### RECORD EXTRACTS ###

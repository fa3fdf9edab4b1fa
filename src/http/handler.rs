use crate::http::AppState;
use crate::models::{
    Author, AuthorExistsError, AuthorName, AuthorNameError, Book, CreateAuthorError,
    CreateAuthorRequest, DeleteAuthorError, DeleteAuthorRequest, FindAuthorByNameError,
    FindAuthorByNameRequest, FindAuthorError, FindAuthorRequest, ListAuthorsError, NewBook,
    UpdateAuthorError, UpdateAuthorRequest, ValidationFailure,
};
use crate::repositories::AuthorRepository;
use axum::extract::rejection::{JsonRejection, PathRejection};
use axum::extract::{FromRequest, FromRequestParts, Json, State};
use axum::http::StatusCode;
use axum::response::IntoResponse;
use serde::{Deserialize, Serialize};

#[derive(Debug)]
pub struct ApiSuccess<T: Serialize>(StatusCode, Json<ApiResponse<T>>);

impl<T: Serialize> ApiSuccess<T> {
    pub const fn new(status: StatusCode, data: T) -> Self {
        Self(status, Json(ApiResponse::new(status, data)))
    }
}

impl<T: Serialize> IntoResponse for ApiSuccess<T> {
    fn into_response(self) -> axum::response::Response {
        (self.0, self.1).into_response()
    }
}

#[derive(Debug, Serialize)]
pub struct ApiResponse<T: Serialize> {
    status_code: u16,
    data: T,
}

impl<T: Serialize> ApiResponse<T> {
    const fn new(status: StatusCode, data: T) -> Self {
        Self {
            status_code: status.as_u16(),
            data,
        }
    }
}

#[derive(Debug)]
pub enum ApiError {
    InternalServerError(String),
    BadRequest(String),
    Validation(Vec<ValidationFailure>),
    NotFound(String),
}

impl ApiError {
    fn internal(cause: &anyhow::Error) -> Self {
        tracing::error!(error = ?cause, "request failed on a store error");
        Self::InternalServerError("Internal server error".to_string())
    }
}

impl IntoResponse for ApiError {
    fn into_response(self) -> axum::response::Response {
        match self {
            Self::InternalServerError(msg) => {
                let status = StatusCode::INTERNAL_SERVER_ERROR;
                (status, Json(ApiResponse::new(status, msg))).into_response()
            }
            Self::BadRequest(msg) => {
                let status = StatusCode::BAD_REQUEST;
                (status, Json(ApiResponse::new(status, msg))).into_response()
            }
            Self::Validation(failures) => {
                let status = StatusCode::BAD_REQUEST;
                (status, Json(ApiResponse::new(status, failures))).into_response()
            }
            Self::NotFound(msg) => {
                let status = StatusCode::NOT_FOUND;
                (status, Json(ApiResponse::new(status, msg))).into_response()
            }
        }
    }
}

impl From<JsonRejection> for ApiError {
    fn from(rejection: JsonRejection) -> Self {
        tracing::warn!(%rejection, "rejected malformed request body");
        Self::BadRequest(rejection.body_text())
    }
}

impl From<PathRejection> for ApiError {
    fn from(rejection: PathRejection) -> Self {
        tracing::warn!(%rejection, "rejected malformed path");
        Self::BadRequest(rejection.body_text())
    }
}

/// JSON body extractor whose rejections use the error envelope.
#[derive(Debug, FromRequest)]
#[from_request(via(axum::Json), rejection(ApiError))]
pub struct ApiJson<T>(T);

/// Path extractor whose rejections use the error envelope.
#[derive(Debug, FromRequestParts)]
#[from_request(via(axum::extract::Path), rejection(ApiError))]
pub struct ApiPath<T>(T);

impl From<AuthorNameError> for ApiError {
    fn from(err: AuthorNameError) -> Self {
        tracing::warn!(%err, "rejected invalid author");
        Self::Validation(err.into_failures())
    }
}

impl From<CreateAuthorError> for ApiError {
    fn from(err: CreateAuthorError) -> Self {
        match err {
            CreateAuthorError::Duplicate { .. } => {
                tracing::warn!(%err, "rejected duplicate author");
                Self::BadRequest(err.to_string())
            }
            CreateAuthorError::Other(cause) => Self::internal(&cause),
        }
    }
}

impl From<FindAuthorError> for ApiError {
    fn from(err: FindAuthorError) -> Self {
        match err {
            FindAuthorError::NotFound { .. } => Self::NotFound(err.to_string()),
            FindAuthorError::Other(cause) => Self::internal(&cause),
        }
    }
}

impl From<FindAuthorByNameError> for ApiError {
    fn from(err: FindAuthorByNameError) -> Self {
        match err {
            FindAuthorByNameError::NotFound { .. } => Self::NotFound(err.to_string()),
            FindAuthorByNameError::Other(cause) => Self::internal(&cause),
        }
    }
}

impl From<UpdateAuthorError> for ApiError {
    fn from(err: UpdateAuthorError) -> Self {
        match err {
            UpdateAuthorError::Duplicate { .. } => {
                tracing::warn!(%err, "rejected rename to a duplicate author name");
                Self::BadRequest(err.to_string())
            }
            UpdateAuthorError::Other(cause) => Self::internal(&cause),
        }
    }
}

impl From<ListAuthorsError> for ApiError {
    fn from(err: ListAuthorsError) -> Self {
        Self::internal(&err.0)
    }
}

impl From<AuthorExistsError> for ApiError {
    fn from(err: AuthorExistsError) -> Self {
        Self::internal(&err.0)
    }
}

impl From<DeleteAuthorError> for ApiError {
    fn from(err: DeleteAuthorError) -> Self {
        Self::internal(&err.0)
    }
}

/// Body accepted by both create and update.
///
/// `id` defaults to 0 when omitted; create ignores it and update compares
/// it with the id in the path. `books` are only persisted on create.
#[derive(Debug, Deserialize)]
pub struct AuthorHttpRequest {
    #[serde(default)]
    id: i32,
    name: Option<String>,
    books: Option<Vec<BookHttpRequest>>,
}

#[derive(Debug, Deserialize)]
pub struct BookHttpRequest {
    title: String,
}

impl TryFrom<AuthorHttpRequest> for CreateAuthorRequest {
    type Error = AuthorNameError;

    fn try_from(value: AuthorHttpRequest) -> Result<Self, Self::Error> {
        let name = AuthorName::new(value.name.as_deref())?;
        let books = value
            .books
            .unwrap_or_default()
            .into_iter()
            .map(|book| NewBook::new(book.title))
            .collect();
        Ok(Self::new(name, books))
    }
}

impl TryFrom<AuthorHttpRequest> for UpdateAuthorRequest {
    type Error = AuthorNameError;

    fn try_from(value: AuthorHttpRequest) -> Result<Self, Self::Error> {
        let name = AuthorName::new(value.name.as_deref())?;
        Ok(Self::new(value.id, name))
    }
}

#[derive(Debug, Serialize)]
pub struct AuthorHttpResponse {
    id: i32,
    name: String,
    #[serde(skip_serializing_if = "Option::is_none")]
    books: Option<Vec<BookHttpResponse>>,
}

impl From<Author> for AuthorHttpResponse {
    fn from(value: Author) -> Self {
        let (id, name, books) = value.into_parts();
        Self {
            id,
            name: name.to_string(),
            books: books.map(|books| books.into_iter().map(Into::into).collect()),
        }
    }
}

#[derive(Debug, Serialize)]
pub struct BookHttpResponse {
    id: i32,
    title: String,
    author_id: i32,
}

impl From<Book> for BookHttpResponse {
    fn from(value: Book) -> Self {
        Self {
            id: value.id(),
            title: value.title().to_string(),
            author_id: value.author_id(),
        }
    }
}

fn author_not_found(id: i32) -> ApiError {
    ApiError::from(FindAuthorError::NotFound { id })
}

pub async fn health_check() -> ApiSuccess<&'static str> {
    ApiSuccess::new(StatusCode::OK, "ok")
}

pub async fn list_authors<AR: AuthorRepository>(
    State(state): State<AppState<AR>>,
) -> Result<ApiSuccess<Vec<AuthorHttpResponse>>, ApiError> {
    tracing::info!("listing authors");
    state
        .author_repo
        .list_authors()
        .await
        .map_err(ApiError::from)
        .map(|authors| ApiSuccess::new(StatusCode::OK, authors.into_iter().map(Into::into).collect()))
}

pub async fn list_authors_with_books<AR: AuthorRepository>(
    State(state): State<AppState<AR>>,
) -> Result<ApiSuccess<Vec<AuthorHttpResponse>>, ApiError> {
    tracing::info!("listing authors with books");
    state
        .author_repo
        .list_authors_with_books()
        .await
        .map_err(ApiError::from)
        .map(|authors| ApiSuccess::new(StatusCode::OK, authors.into_iter().map(Into::into).collect()))
}

/// Looks an author up by id when `key` is an integer, otherwise by name fragment.
pub async fn find_author<AR: AuthorRepository>(
    State(state): State<AppState<AR>>,
    ApiPath(key): ApiPath<String>,
) -> Result<ApiSuccess<AuthorHttpResponse>, ApiError> {
    let author = match key.parse::<i32>() {
        Ok(id) => {
            state
                .author_repo
                .find_author(&FindAuthorRequest::new(id))
                .await?
        }
        Err(_) => {
            state
                .author_repo
                .find_author_by_name(&FindAuthorByNameRequest::new(&key))
                .await?
        }
    };

    Ok(ApiSuccess::new(StatusCode::OK, author.into()))
}

pub async fn create_author<AR: AuthorRepository>(
    State(state): State<AppState<AR>>,
    ApiJson(body): ApiJson<AuthorHttpRequest>,
) -> Result<StatusCode, ApiError> {
    let req: CreateAuthorRequest = body.try_into()?;

    if state.author_repo.author_name_exists(req.name()).await? {
        return Err(CreateAuthorError::Duplicate {
            name: req.name().to_string(),
        }
        .into());
    }

    let author = state.author_repo.create_author(&req).await?;
    tracing::info!(id = author.id(), name = %author.name(), "created author");

    Ok(StatusCode::OK)
}

pub async fn update_author<AR: AuthorRepository>(
    State(state): State<AppState<AR>>,
    ApiPath(id): ApiPath<i32>,
    ApiJson(body): ApiJson<AuthorHttpRequest>,
) -> Result<StatusCode, ApiError> {
    let req: UpdateAuthorRequest = body.try_into()?;

    if req.id() != id {
        tracing::warn!(body_id = req.id(), path_id = id, "rejected update with mismatched ids");
        return Err(ApiError::BadRequest(format!(
            "Author id \"{}\" does not match id \"{id}\" in the URL",
            req.id()
        )));
    }

    if !state.author_repo.author_exists(id).await? {
        return Err(author_not_found(id));
    }

    state.author_repo.update_author(&req).await?;
    tracing::info!(id, name = %req.name(), "updated author");

    Ok(StatusCode::OK)
}

pub async fn delete_author<AR: AuthorRepository>(
    State(state): State<AppState<AR>>,
    ApiPath(id): ApiPath<i32>,
) -> Result<StatusCode, ApiError> {
    if !state.author_repo.author_exists(id).await? {
        return Err(author_not_found(id));
    }

    state
        .author_repo
        .delete_author(&DeleteAuthorRequest::new(id))
        .await?;
    tracing::info!(id, "deleted author");

    Ok(StatusCode::OK)
}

###

== PROMPT ==
Lines from the start of the records through the one containing "failed on a" are what should be retyped, exactly and in full, both ends included.

== TASK ANSWER ==
repository fa3fdf9edab4b1fa
filename src/http/handler.rs
use crate::http::AppState;
use crate::models::{
    Author, AuthorExistsError, AuthorName, AuthorNameError, Book, CreateAuthorError,
    CreateAuthorRequest, DeleteAuthorError, DeleteAuthorRequest, FindAuthorByNameError,
    FindAuthorByNameRequest, FindAuthorError, FindAuthorRequest, ListAuthorsError, NewBook,
    UpdateAuthorError, UpdateAuthorRequest, ValidationFailure,
};
use crate::repositories::AuthorRepository;
use axum::extract::rejection::{JsonRejection, PathRejection};
use axum::extract::{FromRequest, FromRequestParts, Json, State};
use axum::http::StatusCode;
use axum::response::IntoResponse;
use serde::{Deserialize, Serialize};

#[derive(Debug)]
pub struct ApiSuccess<T: Serialize>(StatusCode, Json<ApiResponse<T>>);

impl<T: Serialize> ApiSuccess<T> {
    pub const fn new(status: StatusCode, data: T) -> Self {
        Self(status, Json(ApiResponse::new(status, data)))
    }
}

impl<T: Serialize> IntoResponse for ApiSuccess<T> {
    fn into_response(self) -> axum::response::Response {
        (self.0, self.1).into_response()
    }
}

#[derive(Debug, Serialize)]
pub struct ApiResponse<T: Serialize> {
    status_code: u16,
    data: T,
}

impl<T: Serialize> ApiResponse<T> {
    const fn new(status: StatusCode, data: T) -> Self {
        Self {
            status_code: status.as_u16(),
            data,
        }
    }
}

#[derive(Debug)]
pub enum ApiError {
    InternalServerError(String),
    BadRequest(String),
    Validation(Vec<ValidationFailure>),
    NotFound(String),
}

impl ApiError {
    fn internal(cause: &anyhow::Error) -> Self {
        tracing::error!(error = ?cause, "request failed on a store error");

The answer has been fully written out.